Give again the line that contains "pub use strtab::Strtab;" and every line after it to the end of the records. Keep them exactly as they are and add nothing.
....................
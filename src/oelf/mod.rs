//! Parsing of the Sony-extended ELF64 container ("OELF") once it has been
//! reconstructed into a single contiguous buffer.

pub mod consts;
mod data;
mod dynamic;
mod header;
mod module_table;
mod program_header;
mod rela;
mod strtab;
mod symbol;
#[cfg(test)]
mod testutil;

pub use data::{Oelf, SymbolRecord};
pub use dynamic::{DynamicTable, Elf64Dyn, LibraryInfoValue, ModuleInfoValue};
pub use header::{Elf64Header, SIZEOF_EHDR};
pub use module_table::{LibraryRef, ModuleRef};
pub use program_header::{Elf64ProgramHeader, ProgramHeaderIter, ProgramHeaderTable};
pub use rela::{parse_rela_table, Elf64Rela};
pub use strtab::Strtab;
pub use symbol::{Elf64Sym, SymbolIter, SymbolTable};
....................
**SOLUTION FOR THIS EXERCISE**.
pub use strtab::Strtab;
pub use symbol::{Elf64Sym, SymbolIter, SymbolTable};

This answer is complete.